The Census Bureau counts prisoners as if they lived voluntarily in the communities where they are incarcerated. And though most states bar prisoners from voting, the inaccurate census figures allow state lawmakers to pad district populations when drawing legislative maps. This creates prison districts with disproportionate voting power and drains political influence from the urban districts where most prisoners live.

Fear of “unwieldy” rural districts in Florida should not have led to dilution of one person one vote principle

by Peter Wagner, January 26, 2004

The entire 7th state representative district [in Florida] … has nine prisons or work camps and 8,443 inmates — better than 5 percent of its total population.

“We worked hard to get these facilities here in our district,” said Bev Kilmer, the Republican who represents the county in the Florida House….

Kilmer thinks it’s fair to count the prisoners as population. Her district already stretches across four complete counties and parts of four more, and without the inmates, she said, it would grow even more ungainly….

The constitution requires political districts to be drawn so that each contains the same number of people. Kilmer is right that under-populated rural districts are geographically large and therefore more difficult for legislators to travel from one end to another to meet constituents. But skewing Census results is not the solution. Providing rural legislators with a travel stipend would be superior to using imported prisoners to dilute the principle of one person one vote.

Quotation source: Jonathan Tilove, Minority Prison Inmates Skew Local Populations as States Redistrict Newhouse News Service, March 12, 2002.

Census count helps postpone drug reform in New York

by Peter Wagner, January 19, 2004

[New York] State Senator Dale Volker, who calls himself “the keeper of the keys” for his control of the process that allocates new prisons, said in an interview that legislators competed to get prisons….

Mr. Volker heads the Senate’s Codes Committee, and Michael Nozzolio, another senator with a prison-heavy upstate district, leads the Crime Committee.

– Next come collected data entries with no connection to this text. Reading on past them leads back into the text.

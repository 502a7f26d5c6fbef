//! GeoPrompt Geo - Geometry codec, bounding boxes, and place resolution
//!
//! This crate turns engine rows into GeoJSON-shaped features: WKT parsing
//! (strict through the `wkt` crate, lenient for damaged text), row to feature
//! conversion, bounding boxes, Web Mercator viewport fitting, and the place
//! resolvers used to center the map on a named location.

pub mod bbox;
pub mod features;
pub mod models;
pub mod places;
pub mod viewport;
pub mod wkt;

pub use bbox::bounding_box;
pub use features::{geometry_from_row, rows_to_features, GEOMETRY_KEYS};
pub use places::{fold_place_name, known_city, NominatimResolver, PlaceResolver, StaticPlaceResolver, KNOWN_CITIES};
pub use viewport::{fit_bounds, FittedView, MAX_FIT_ZOOM};
pub use self::wkt::parse_wkt;
use geoprompt_map::{ExportFormat, LayerId};
use serde::Deserialize;

/// Chat request body
#[derive(Debug, Deserialize)]
pub struct ChatRequest {
    pub text: String,
}

/// Export request body; all layers when `layer_ids` is absent
#[derive(Debug, Deserialize)]
pub struct ExportRequest {
    pub format: ExportFormat,
    #[serde(default)]
    pub layer_ids: Option<Vec<LayerId>>,
}
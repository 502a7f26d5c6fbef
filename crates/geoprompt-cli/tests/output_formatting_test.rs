//! Integration tests for output formatting
//!
//! These run the built binary against the built-in sample data.

use std::path::PathBuf;
use std::process::{Command, Output};

fn geoprompt_bin() -> PathBuf {
    let mut path = std::env::current_exe().unwrap();
    path.pop(); // Remove test binary name
    path.pop(); // Remove 'deps' directory
    path.push("geoprompt");
    path
}

fn run(args: &[&str], cwd: &std::path::Path) -> Output {
    Command::new(geoprompt_bin())
        .args(args)
        .current_dir(cwd)
        .env_remove("GEOPROMPT_GENERATOR")
        .env_remove("GEOPROMPT_GEOCODER")
        .output()
        .expect("Failed to execute command")
}

fn stdout_json(output: &Output) -> serde_json::Value {
    let stdout = String::from_utf8_lossy(&output.stdout);
    serde_json::from_str(&stdout).expect("Output should be valid JSON")
}

#[test]
fn test_catalog_json_is_valid() {
    let dir = tempfile::tempdir().unwrap();
    let output = run(&["--json", "catalog"], dir.path());
    assert!(output.status.success(), "Command should succeed");

    let parsed = stdout_json(&output);
    assert_eq!(parsed["status"], "success");
    let entries = parsed["data"].as_array().expect("Should have data array");
    assert_eq!(entries.len(), 9);
    assert_eq!(entries[0]["keyword"], "tallest");
}

#[test]
fn test_ask_json_reports_layer() {
    let dir = tempfile::tempdir().unwrap();
    let output = run(&["--demo", "--json", "ask", "show", "roads"], dir.path());
    assert!(output.status.success(), "Command should succeed");

    let parsed = stdout_json(&output);
    assert_eq!(parsed["data"]["reply"]["status"], "layer_added");
    assert_eq!(parsed["data"]["reply"]["feature_count"], 3);
    assert!(parsed["data"].get("export").is_none());
}

#[test]
fn test_ask_with_export_writes_file() {
    let dir = tempfile::tempdir().unwrap();
    let out = dir.path().join("exports");
    let output = run(
        &["--demo", "--json", "ask", "show buildings", "--export", "csv", "--out", out.to_str().unwrap()],
        dir.path(),
    );
    assert!(output.status.success(), "Command should succeed");

    let parsed = stdout_json(&output);
    let path = PathBuf::from(parsed["data"]["export"]["path"].as_str().unwrap());
    assert!(path.starts_with(&out));
    assert!(path.extension().is_some_and(|ext| ext == "csv"));

    let text = std::fs::read_to_string(path).unwrap();
    assert_eq!(text.lines().count(), 5);
}

#[test]
fn test_center_on_place_without_data() {
    let dir = tempfile::tempdir().unwrap();
    let output = run(&["--demo", "--json", "ask", "Center map on Tartu."], dir.path());
    assert!(output.status.success());

    let parsed = stdout_json(&output);
    assert_eq!(parsed["data"]["reply"]["status"], "centered");
    assert_eq!(parsed["data"]["reply"]["place"], "Tartu");
}

#[test]
fn test_config_shows_sources() {
    let dir = tempfile::tempdir().unwrap();
    std::fs::write(dir.path().join("geoprompt.toml"), "result_limit = 25\n").unwrap();

    let output = run(&["--json", "--data-dir", "elsewhere", "config"], dir.path());
    assert!(output.status.success());

    let parsed = stdout_json(&output);
    let rows = parsed["data"].as_array().unwrap();
    let row = |key: &str| rows.iter().find(|row| row["key"] == key).cloned().unwrap();

    assert_eq!(row("data_dir")["value"], "elsewhere");
    assert_eq!(row("data_dir")["source"], "cli");
    assert_eq!(row("result_limit")["value"], "25");
    assert_eq!(row("result_limit")["source"], "file");
}

#[test]
fn test_unknown_dataset_schema_fails() {
    let dir = tempfile::tempdir().unwrap();
    let output = run(&["--demo", "schema", "rivers"], dir.path());
    assert!(!output.status.success(), "Unknown dataset should fail");
}

#[test]
fn test_invalid_export_format_fails() {
    let dir = tempfile::tempdir().unwrap();
    let output = run(&["--demo", "ask", "show roads", "--export", "pdf"], dir.path());
    assert!(!output.status.success());
}

#[cfg(not(feature = "duckdb"))]
#[test]
fn test_dataset_query_without_engine_fails() {
    let dir = tempfile::tempdir().unwrap();
    let output = run(&["ask", "show roads"], dir.path());
    assert!(!output.status.success(), "Dataset queries need the duckdb feature");

    let stderr = String::from_utf8_lossy(&output.stderr);
    assert!(stderr.contains("--demo"), "stderr was: {}", stderr);
}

Both men have been influential in quashing challenges to the Rockefeller drug laws. While senators and their aides deny that fear of losing prison population affects their support for the mandatory sentences, it is appropriate to wonder whether economics plays an indirect role.

The connection between prisons and local economies crops up in other ways. The government counts inmates as residents of their prison’s town, adding clout to upstate communities and taking it away from cities competing for government services. This is especially important during a redistricting year.

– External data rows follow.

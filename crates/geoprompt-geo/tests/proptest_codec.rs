//! Property tests for the geometry codec

use geoprompt_core::models::{Feature, Geometry, GeometryType, Row};
use geoprompt_geo::{bounding_box, parse_wkt};
use proptest::prelude::*;

fn arb_position() -> impl Strategy<Value = [f64; 2]> {
    (-180.0f64..180.0, -85.0f64..85.0).prop_map(|(lon, lat)| [lon, lat])
}

fn arb_closed_ring() -> impl Strategy<Value = Vec<[f64; 2]>> {
    prop::collection::vec(arb_position(), 3..8).prop_map(|mut ring| {
        ring.push(ring[0]);
        ring
    })
}

fn wkt_positions(positions: &[[f64; 2]]) -> String {
    positions
        .iter()
        .map(|[x, y]| format!("{} {}", x, y))
        .collect::<Vec<_>>()
        .join(", ")
}

fn wkt_rings(rings: &[Vec<[f64; 2]>]) -> String {
    rings
        .iter()
        .map(|ring| format!("({})", wkt_positions(ring)))
        .collect::<Vec<_>>()
        .join(", ")
}

proptest! {
    #![proptest_config(ProptestConfig::with_cases(256))]

    /// POINT decodes to the same position
    #[test]
    fn point_round_trips(position in arb_position()) {
        let text = format!("POINT ({} {})", position[0], position[1]);
        let geometry = parse_wkt(&text).unwrap();
        prop_assert_eq!(geometry, Geometry::Point { coordinates: position });
    }

    /// LINESTRING keeps coordinate count and order
    #[test]
    fn linestring_keeps_count_and_order(positions in prop::collection::vec(arb_position(), 2..20)) {
        let text = format!("LINESTRING ({})", wkt_positions(&positions));
        let geometry = parse_wkt(&text).unwrap();
        prop_assert_eq!(geometry.geometry_type(), GeometryType::LineString);
        prop_assert_eq!(geometry.positions(), positions);
    }

    /// POLYGON keeps every ring with its positions
    #[test]
    fn polygon_keeps_rings(rings in prop::collection::vec(arb_closed_ring(), 1..4)) {
        let text = format!("POLYGON ({})", wkt_rings(&rings));
        let geometry = parse_wkt(&text).unwrap();
        prop_assert_eq!(geometry.geometry_type(), GeometryType::Polygon);
        let expected: Vec<[f64; 2]> = rings.iter().flatten().copied().collect();
        prop_assert_eq!(geometry.positions(), expected);
    }

    /// MULTIPOLYGON keeps every part
    #[test]
    fn multipolygon_keeps_parts(
        parts in prop::collection::vec(prop::collection::vec(arb_closed_ring(), 1..3), 1..4)
    ) {
        let body = parts
            .iter()
            .map(|rings| format!("({})", wkt_rings(rings)))
            .collect::<Vec<_>>()
            .join(", ");
        let geometry = parse_wkt(&format!("MULTIPOLYGON ({})", body)).unwrap();

        match &geometry {
            Geometry::MultiPolygon { coordinates } => prop_assert_eq!(coordinates, &parts),
            other => prop_assert!(false, "expected MultiPolygon, got {:?}", other),
        }
    }

    /// A damaged ordinate becomes NaN without shifting its neighbours
    #[test]
    fn damaged_ordinate_stays_in_place(
        positions in prop::collection::vec(arb_position(), 2..10),
        damaged in any::<prop::sample::Index>(),
    ) {
        let damaged = damaged.index(positions.len());
        let body = positions
            .iter()
            .enumerate()
            .map(|(i, [x, y])| if i == damaged { format!("{} n/a", x) } else { format!("{} {}", x, y) })
            .collect::<Vec<_>>()
            .join(", ");

        let decoded = parse_wkt(&format!("LINESTRING ({})", body)).unwrap().positions();
        prop_assert_eq!(decoded.len(), positions.len());
        for (i, (got, want)) in decoded.iter().zip(&positions).enumerate() {
            prop_assert_eq!(got[0], want[0]);
            if i == damaged {
                prop_assert!(got[1].is_nan());
            } else {
                prop_assert_eq!(got[1], want[1]);
            }
        }
    }

    /// Every position lies inside the bounding box
    #[test]
    fn bounding_box_contains_all_positions(
        positions in prop::collection::vec(arb_position(), 1..30)
    ) {
        let features: Vec<Feature> = positions
            .iter()
            .enumerate()
            .map(|(id, [lon, lat])| Feature::new(id, Some(Geometry::point(*lon, *lat)), Row::new()))
            .collect();

        let bbox = bounding_box(&features).unwrap();
        prop_assert!(bbox.min_lon <= bbox.max_lon);
        prop_assert!(bbox.min_lat <= bbox.max_lat);
        for [lon, lat] in positions {
            prop_assert!(lon >= bbox.min_lon && lon <= bbox.max_lon);
            prop_assert!(lat >= bbox.min_lat && lat <= bbox.max_lat);
        }
    }
}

New York’s drug-driven prison expansion, while providing jobs to largely white upstate communities, has devastated black and Hispanic neighborhoods in the cities. Though most drug users are white, 94 percent of the people jailed for drug offenses are black or Hispanic. These inmates, their families and communities suffer when the state chooses long prison terms for these offenders rather than drug treatment. In addition, inmates serve their sentences in prisons far from their families, weakening ties that help prisoners stay clean after their release. New York’s drug policies are costly, ineffective and unfair. It would be tragic if reform was postponed further because these policies benefit a few influential communities.

Editorial, New York Times, Full-Employment Prisons August 23, 2001.

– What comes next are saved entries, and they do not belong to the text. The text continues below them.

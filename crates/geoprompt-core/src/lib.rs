//! GeoPrompt Core - Domain models, errors, and configuration
//!
//! This crate contains the shared domain types for the GeoPrompt system:
//! query intents, GeoJSON-shaped geometries and features, viewports, the
//! error taxonomy, and layered configuration.

pub mod config;
pub mod error;
pub mod models;

pub use error::{GeopromptError, QueryExecutionError, Result};
//! Canonical geometry types used across all geoprompt crates.
//!
//! These types provide a bridge between GeoJSON serialization and the
//! computational geo crate types. Coordinates are always `[longitude, latitude]`.

use serde::{Deserialize, Serialize};

/// Geometry type classification
#[derive(Debug, Clone, Copy, PartialEq, Eq, Hash, Serialize, Deserialize, Default)]
pub enum GeometryType {
    #[default]
    Point,
    LineString,
    Polygon,
    MultiPoint,
    MultiLineString,
    MultiPolygon,
}

impl GeometryType {
    /// GeoJSON type name
    pub fn as_str(&self) -> &'static str {
        match self {
            GeometryType::Point => "Point",
            GeometryType::LineString => "LineString",
            GeometryType::Polygon => "Polygon",
            GeometryType::MultiPoint => "MultiPoint",
            GeometryType::MultiLineString => "MultiLineString",
            GeometryType::MultiPolygon => "MultiPolygon",
        }
    }
}

impl std::fmt::Display for GeometryType {
    fn fmt(&self, f: &mut std::fmt::Formatter<'_>) -> std::fmt::Result {
        f.write_str(self.as_str())
    }
}

/// GeoJSON-compatible geometry representation
///
/// This enum directly maps to GeoJSON geometry types with coordinate arrays.
/// Ordinates may be `NaN` when the source text held a non-numeric token.
#[derive(Debug, Clone, PartialEq, Serialize, Deserialize)]
#[serde(tag = "type")]
pub enum Geometry {
    Point {
        coordinates: [f64; 2],
    },
    LineString {
        coordinates: Vec<[f64; 2]>,
    },
    Polygon {
        coordinates: Vec<Vec<[f64; 2]>>,
    },
    MultiPoint {
        coordinates: Vec<[f64; 2]>,
    },
    MultiLineString {
        coordinates: Vec<Vec<[f64; 2]>>,
    },
    MultiPolygon {
        coordinates: Vec<Vec<Vec<[f64; 2]>>>,
    },
}

impl Geometry {
    /// Create a Point geometry
    pub fn point(lon: f64, lat: f64) -> Self {
        Geometry::Point { coordinates: [lon, lat] }
    }

    /// Create a LineString geometry
    pub fn line_string(coords: Vec<[f64; 2]>) -> Self {
        Geometry::LineString { coordinates: coords }
    }

    /// Create a Polygon geometry
    pub fn polygon(rings: Vec<Vec<[f64; 2]>>) -> Self {
        Geometry::Polygon { coordinates: rings }
    }

    /// Create a MultiPolygon geometry
    pub fn multi_polygon(polygons: Vec<Vec<Vec<[f64; 2]>>>) -> Self {
        Geometry::MultiPolygon { coordinates: polygons }
    }

    /// Get the geometry type
    pub fn geometry_type(&self) -> GeometryType {
        match self {
            Geometry::Point { .. } => GeometryType::Point,
            Geometry::LineString { .. } => GeometryType::LineString,
            Geometry::Polygon { .. } => GeometryType::Polygon,
            Geometry::MultiPoint { .. } => GeometryType::MultiPoint,
            Geometry::MultiLineString { .. } => GeometryType::MultiLineString,
            Geometry::MultiPolygon { .. } => GeometryType::MultiPolygon,
        }
    }

    /// All positions, flattened across the nesting depth of the geometry type
    /// (1 for points and lines, 2 for polygons and multi-lines, 3 for
    /// multi-polygons).
    pub fn positions(&self) -> Vec<[f64; 2]> {
        match self {
            Geometry::Point { coordinates } => vec![*coordinates],
            Geometry::LineString { coordinates } | Geometry::MultiPoint { coordinates } => {
                coordinates.clone()
            }
            Geometry::Polygon { coordinates } | Geometry::MultiLineString { coordinates } => {
                coordinates.iter().flatten().copied().collect()
            }
            Geometry::MultiPolygon { coordinates } => {
                coordinates.iter().flatten().flatten().copied().collect()
            }
        }
    }

    /// Coordinates only, as a JSON value (the `coordinates` member of GeoJSON)
    pub fn coordinates_json(&self) -> serde_json::Value {
        match self.to_geojson() {
            serde_json::Value::Object(mut map) => {
                map.remove("coordinates").unwrap_or(serde_json::Value::Null)
            }
            _ => serde_json::Value::Null,
        }
    }

    /// Convert to serde_json::Value (GeoJSON)
    pub fn to_geojson(&self) -> serde_json::Value {
        serde_json::to_value(self).unwrap_or(serde_json::Value::Null)
    }
}

/// Axis-aligned bounding box in degrees
#[derive(Debug, Clone, Copy, PartialEq, Serialize, Deserialize)]
pub struct BoundingBox {
    pub min_lon: f64,
    pub min_lat: f64,
    pub max_lon: f64,
    pub max_lat: f64,
}

impl BoundingBox {
    pub fn new(min_lon: f64, min_lat: f64, max_lon: f64, max_lat: f64) -> Self {
        Self { min_lon, min_lat, max_lon, max_lat }
    }
}

#[cfg(test)]
mod tests {
    use super::*;

    #[test]
    fn test_geometry_serialization() {
        let point = Geometry::point(26.7, 58.3);
        let json = serde_json::to_string(&point).unwrap();
        assert!(json.contains("Point"));
        assert!(json.contains("26.7"));

        let parsed: Geometry = serde_json::from_str(&json).unwrap();
        assert_eq!(point, parsed);
    }

    #[test]
    fn test_polygon_serialization() {
        let polygon = Geometry::polygon(vec![vec![[0.0, 0.0], [1.0, 0.0], [1.0, 1.0], [0.0, 0.0]]]);
        let json = serde_json::to_string(&polygon).unwrap();
        assert!(json.contains("Polygon"));

        let parsed: Geometry = serde_json::from_str(&json).unwrap();
        assert_eq!(polygon, parsed);
    }

    #[test]
    fn test_positions_flatten_by_depth() {
        let point = Geometry::point(1.0, 2.0);
        assert_eq!(point.positions(), vec![[1.0, 2.0]]);

        let polygon = Geometry::polygon(vec![
            vec![[0.0, 0.0], [4.0, 0.0], [4.0, 4.0], [0.0, 0.0]],
            vec![[1.0, 1.0], [2.0, 1.0], [2.0, 2.0], [1.0, 1.0]],
        ]);
        assert_eq!(polygon.positions().len(), 8);

        let multi = Geometry::multi_polygon(vec![
            vec![vec![[0.0, 0.0], [1.0, 0.0], [1.0, 1.0], [0.0, 0.0]]],
            vec![vec![[5.0, 5.0], [6.0, 5.0], [6.0, 6.0], [5.0, 5.0]]],
        ]);
        let positions = multi.positions();
        assert_eq!(positions.len(), 8);
        assert_eq!(positions[4], [5.0, 5.0]);
    }

    #[test]
    fn test_coordinates_json() {
        let line = Geometry::line_string(vec![[24.7, 59.4], [24.8, 59.5]]);
        assert_eq!(line.coordinates_json(), serde_json::json!([[24.7, 59.4], [24.8, 59.5]]));
    }
}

Prisoner count skews Illinois population

by Peter Wagner, January 12, 2004

Paul Street illustrates how Census counts of prisoners at the prisons rather than at home skew the population of Illinois in important ways:

… The Chicago metropolitan area is home to 83 percent of the state’s African-Americans and point of origin for 70 percent of the state’s prisoners. Nearly two thirds (64 percent) of the state’s 45,629 prisoners in 2001 were African-American, a percentage more than four timers greater than blacks’ share of Illinois’ population. Forty-four percent of the state’s prisoners are African Americans from Chicago’s Cook County. Eighteen of the twenty adult correctional facilities constructed over the last two decades in Illinois are located in counties that are disproportionately white for the state. Just four of the state’s twenty post-1980 prison towns have above-average black populations for the state but in three of those this is only because they get to report prisoners as part of their population.

The Political Consequences of Racist Felon Disenfranchisement by Paul Street in The BlackCommentator.